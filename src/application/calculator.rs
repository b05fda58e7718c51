//! Request/response boundary of the sequence calculator.
//!
//! Front ends hand a [`SequenceRequest`] of three raw strings to a
//! [`Calculator`] and get back a [`SequenceResponse`] that is either a full
//! result or a single error message, never something in between.

use log::debug;
use serde::{Deserialize, Serialize};
use thiserror::Error;

use crate::domain::{IndexRange, SequenceEvaluator, SequenceResult};

/// Largest number of terms a calculator accepts unless configured otherwise.
pub const DEFAULT_MAX_TERMS: u64 = 100_000;

/// The three raw inputs of a calculation, as typed.
#[derive(Debug, Clone, Default, PartialEq, Serialize, Deserialize)]
pub struct SequenceRequest {
    #[serde(default)]
    pub formula: String,
    #[serde(default)]
    pub lower_limit: String,
    #[serde(default)]
    pub upper_limit: String,
}

impl SequenceRequest {
    pub fn new(formula: impl Into<String>, lower_limit: impl Into<String>, upper_limit: impl Into<String>) -> Self {
        Self {
            formula: formula.into(),
            lower_limit: lower_limit.into(),
            upper_limit: upper_limit.into(),
        }
    }
}

/// One term as exposed to front ends.
#[derive(Debug, Clone, PartialEq, Serialize, Deserialize)]
pub struct TermEntry {
    pub k: i64,
    pub value: f64,
    #[serde(default, skip_serializing_if = "Option::is_none")]
    pub expression: Option<String>,
}

/// Outcome of a calculation.
///
/// On failure `result` is `"Error"`, `error` holds the message and the
/// numeric fields are empty.
///
/// A successful `sum` or `product` may be infinite when every term is
/// finite but the fold overflows. JSON has no infinity, so such a value is
/// written as `null`; `error` being `null` is what marks the response as a
/// success, and `result` still carries `inf` in its text.
#[derive(Debug, Clone, PartialEq, Serialize, Deserialize)]
pub struct SequenceResponse {
    pub result: String,
    pub error: Option<String>,
    pub terms: Vec<TermEntry>,
    pub sum: Option<f64>,
    pub product: Option<f64>,
}

impl SequenceResponse {
    pub fn failure(message: impl std::fmt::Display) -> Self {
        Self {
            result: "Error".to_string(),
            error: Some(format!("Error: {message}")),
            terms: Vec::new(),
            sum: None,
            product: None,
        }
    }

    pub fn is_error(&self) -> bool {
        self.error.is_some()
    }

    /// The text a front end shows: the rendered block or the error.
    pub fn display_text(&self) -> &str {
        self.error.as_deref().unwrap_or(&self.result)
    }
}

/// Limits imposed by the caller rather than by the evaluation engine.
#[derive(Debug, Clone, PartialEq, Error)]
pub enum PolicyError {
    #[error("the range k = {lower}..{upper} has {requested} terms, more than the limit of {limit}")]
    TooManyTerms {
        lower: i64,
        upper: i64,
        requested: u64,
        limit: u64,
    },
}

#[derive(Debug, Clone, Copy, PartialEq)]
pub struct CalculatorConfig {
    /// Include the substituted form of each term in the output.
    pub show_substitution: bool,
    /// Reject ranges with more terms than this; `None` disables the cap.
    pub max_terms: Option<u64>,
}

impl Default for CalculatorConfig {
    fn default() -> Self {
        Self {
            show_substitution: true,
            max_terms: Some(DEFAULT_MAX_TERMS),
        }
    }
}

/// Turns requests into responses.
///
/// # Examples
///
/// ```
/// use seqcalc::application::{Calculator, SequenceRequest};
///
/// let calculator = Calculator::default();
/// let response = calculator.calculate(&SequenceRequest::new("2*k+1", "1", "1"));
///
/// assert_eq!(response.sum, Some(3.0));
/// assert!(response.result.contains("a_1 = 2*1+1 = 3.0000"));
/// ```
#[derive(Debug, Clone, Default)]
pub struct Calculator {
    config: CalculatorConfig,
    evaluator: SequenceEvaluator,
}

impl Calculator {
    pub fn new(config: CalculatorConfig) -> Self {
        Self {
            config,
            evaluator: SequenceEvaluator::new(),
        }
    }

    pub fn config(&self) -> &CalculatorConfig {
        &self.config
    }

    pub fn calculate(&self, request: &SequenceRequest) -> SequenceResponse {
        debug!(
            "received formula {:?}, lower limit {:?}, upper limit {:?}",
            request.formula, request.lower_limit, request.upper_limit
        );

        let (expression, range) = match self
            .evaluator
            .prepare(&request.formula, &request.lower_limit, &request.upper_limit)
        {
            Ok(prepared) => prepared,
            Err(err) => return SequenceResponse::failure(err),
        };

        if let Err(err) = self.check_policy(range) {
            return SequenceResponse::failure(err);
        }

        match self.evaluator.evaluate_range(&expression, &request.formula, range) {
            Ok(result) => self.success(request, &result),
            Err(err) => SequenceResponse::failure(err),
        }
    }

    /// Applies the term cap to a range whose formula already parsed.
    ///
    /// Runs after the engine's own checks, so a bad limit, an empty formula
    /// or a syntax error is reported as such whatever the range length.
    fn check_policy(&self, range: IndexRange) -> Result<(), PolicyError> {
        match self.config.max_terms {
            Some(limit) if range.len() > limit => Err(PolicyError::TooManyTerms {
                lower: range.lower(),
                upper: range.upper(),
                requested: range.len(),
                limit,
            }),
            _ => Ok(()),
        }
    }

    fn success(&self, request: &SequenceRequest, result: &SequenceResult) -> SequenceResponse {
        let show = self.config.show_substitution;
        let terms = result
            .terms
            .iter()
            .map(|term| TermEntry {
                k: term.index,
                value: term.value,
                expression: show.then(|| term.substituted.clone()),
            })
            .collect();

        SequenceResponse {
            result: render_result(request, result, show),
            error: None,
            terms,
            sum: Some(result.sum),
            product: Some(result.product),
        }
    }
}

/// Renders the human-readable result block.
///
/// One line per term with four decimals, then the sum with four decimals
/// and the product in scientific notation.
pub fn render_result(request: &SequenceRequest, result: &SequenceResult, show_substitution: bool) -> String {
    let mut lines = Vec::with_capacity(result.terms.len() + 4);
    lines.push(format!(
        "Sequence for a_k = {}, k from {} to {}:",
        request.formula, request.lower_limit, request.upper_limit
    ));

    for term in &result.terms {
        if show_substitution {
            lines.push(format!("• a_{} = {} = {:.4}", term.index, term.substituted, term.value));
        } else {
            lines.push(format!("• a_{} = {:.4}", term.index, term.value));
        }
    }

    lines.push(String::new());
    lines.push(format!("Sum = {:.4}", result.sum));
    lines.push(format!("Product = {}", format_scientific(result.product)));
    lines.join("\n")
}

/// Formats a number as `d.dddde±XX`.
///
/// ```
/// use seqcalc::application::format_scientific;
///
/// assert_eq!(format_scientific(576.0), "5.7600e+02");
/// assert_eq!(format_scientific(1.0 / 6.0), "1.6667e-01");
/// ```
pub fn format_scientific(value: f64) -> String {
    if value.is_nan() {
        return "nan".to_string();
    }
    if value.is_infinite() {
        return if value > 0.0 { "inf" } else { "-inf" }.to_string();
    }

    let formatted = format!("{value:.4e}");
    match formatted.split_once('e') {
        Some((mantissa, exponent)) => {
            let exponent: i32 = exponent.parse().unwrap_or(0);
            let sign = if exponent < 0 { '-' } else { '+' };
            format!("{mantissa}e{sign}{:02}", exponent.abs())
        }
        None => formatted,
    }
}

#[cfg(test)]
mod tests {
    use super::*;
    use pretty_assertions::assert_eq;

    fn request(formula: &str, lower: &str, upper: &str) -> SequenceRequest {
        SequenceRequest::new(formula, lower, upper)
    }

    #[test]
    fn test_rendered_block() {
        let response = Calculator::default().calculate(&request("k^2", "2", "4"));

        assert_eq!(
            response.result,
            "Sequence for a_k = k^2, k from 2 to 4:\n\
             • a_2 = 2^2 = 4.0000\n\
             • a_3 = 3^2 = 9.0000\n\
             • a_4 = 4^2 = 16.0000\n\
             \n\
             Sum = 29.0000\n\
             Product = 5.7600e+02"
        );
        assert_eq!(response.error, None);
        assert_eq!(response.sum, Some(29.0));
        assert_eq!(response.product, Some(576.0));
    }

    #[test]
    fn test_rendered_block_without_substitution() {
        let calculator = Calculator::new(CalculatorConfig {
            show_substitution: false,
            ..CalculatorConfig::default()
        });
        let response = calculator.calculate(&request("1/k", "1", "2"));

        assert!(response.result.contains("• a_1 = 1.0000\n• a_2 = 0.5000"));
        assert!(response.terms.iter().all(|t| t.expression.is_none()));
    }

    #[test]
    fn test_error_response_shape() {
        let response = Calculator::default().calculate(&request("1/(k-3)", "1", "5"));

        assert!(response.is_error());
        assert_eq!(response.result, "Error");
        assert!(response.terms.is_empty());
        assert_eq!(response.sum, None);
        assert_eq!(response.product, None);
        let message = response.error.as_deref().unwrap();
        assert!(message.starts_with("Error: "));
        assert!(message.contains("k=3"));
        assert_eq!(response.display_text(), message);
    }

    #[test]
    fn test_json_field_names() {
        let response = Calculator::default().calculate(&request("k", "1", "2"));
        let json = serde_json::to_value(&response).unwrap();

        assert_eq!(json["result"].as_str().map(|s| s.starts_with("Sequence for")), Some(true));
        assert!(json["error"].is_null());
        assert_eq!(json["terms"][1]["k"], 2);
        assert_eq!(json["terms"][1]["value"], 2.0);
        assert_eq!(json["terms"][1]["expression"], "2");
        assert_eq!(json["sum"], 3.0);
        assert_eq!(json["product"], 2.0);

        let failed = Calculator::default().calculate(&request("", "1", "2"));
        let json = serde_json::to_value(&failed).unwrap();
        assert_eq!(json["result"], "Error");
        assert_eq!(json["error"], "Error: the formula cannot be empty");
        assert_eq!(json["terms"], serde_json::json!([]));
        assert!(json["sum"].is_null());
        assert!(json["product"].is_null());
    }

    #[test]
    fn test_request_fields_default_to_empty() {
        let request: SequenceRequest = serde_json::from_str(r#"{"formula": "k"}"#).unwrap();
        assert_eq!(request, SequenceRequest::new("k", "", ""));

        let response = Calculator::default().calculate(&request);
        assert!(response.error.unwrap().contains("must be valid integers"));
    }

    #[test]
    fn test_term_cap_is_caller_policy() {
        let calculator = Calculator::new(CalculatorConfig {
            max_terms: Some(10),
            ..CalculatorConfig::default()
        });

        let response = calculator.calculate(&request("k", "1", "11"));
        assert!(response.error.unwrap().contains("11 terms, more than the limit of 10"));

        let response = calculator.calculate(&request("k", "1", "10"));
        assert_eq!(response.terms.len(), 10);

        // Invalid limits are still classified by the engine.
        let response = calculator.calculate(&request("k", "5", "1"));
        assert!(response.error.unwrap().contains("lower limit (5)"));

        // So are formula errors over a range longer than the cap.
        let response = calculator.calculate(&request("", "1", "11"));
        assert_eq!(response.error.as_deref(), Some("Error: the formula cannot be empty"));

        let uncapped = Calculator::new(CalculatorConfig {
            max_terms: None,
            ..CalculatorConfig::default()
        });
        assert_eq!(uncapped.calculate(&request("k", "1", "11")).terms.len(), 11);
    }

    #[test]
    fn test_formula_errors_win_over_default_cap() {
        let calculator = Calculator::default();

        let response = calculator.calculate(&request("", "1", "200000"));
        assert_eq!(response.error.as_deref(), Some("Error: the formula cannot be empty"));

        let response = calculator.calculate(&request("(((", "1", "200000"));
        assert!(response.error.unwrap().contains("syntax error"));

        let response = calculator.calculate(&request("k", "1", "200000"));
        assert!(response.error.unwrap().contains("more than the limit of 100000"));
    }

    #[test]
    fn test_overflowing_product_is_still_a_success() {
        let response = Calculator::default().calculate(&request("1e200", "1", "2"));

        assert!(!response.is_error());
        assert_eq!(response.product, Some(f64::INFINITY));
        assert!(response.result.ends_with("Product = inf"));

        // JSON has no infinity; `error` is what tells this apart from a failure.
        let json = serde_json::to_value(&response).unwrap();
        assert!(json["product"].is_null());
        assert!(json["error"].is_null());
        assert_eq!(json["terms"][1]["value"], 1e200);
    }

    #[test]
    fn test_format_scientific() {
        assert_eq!(format_scientific(576.0), "5.7600e+02");
        assert_eq!(format_scientific(3.0), "3.0000e+00");
        assert_eq!(format_scientific(0.0), "0.0000e+00");
        assert_eq!(format_scientific(-0.000123456), "-1.2346e-04");
        assert_eq!(format_scientific(1e120), "1.0000e+120");
        assert_eq!(format_scientific(f64::INFINITY), "inf");
        assert_eq!(format_scientific(f64::NAN), "nan");
    }
}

» **HOW TO COMPLETE THIS TASK**
Copy out the listing above, line by line and exactly, from its first line to the line holding "use thiserror::Error;", inclusive.

» **SOLUTION TO THIS TASK**
filename src/application/calculator.rs
repository b05fda58e7718c51
//! Request/response boundary of the sequence calculator.
//!
//! Front ends hand a [`SequenceRequest`] of three raw strings to a
//! [`Calculator`] and get back a [`SequenceResponse`] that is either a full
//! result or a single error message, never something in between.

use log::debug;
use serde::{Deserialize, Serialize};
use thiserror::Error;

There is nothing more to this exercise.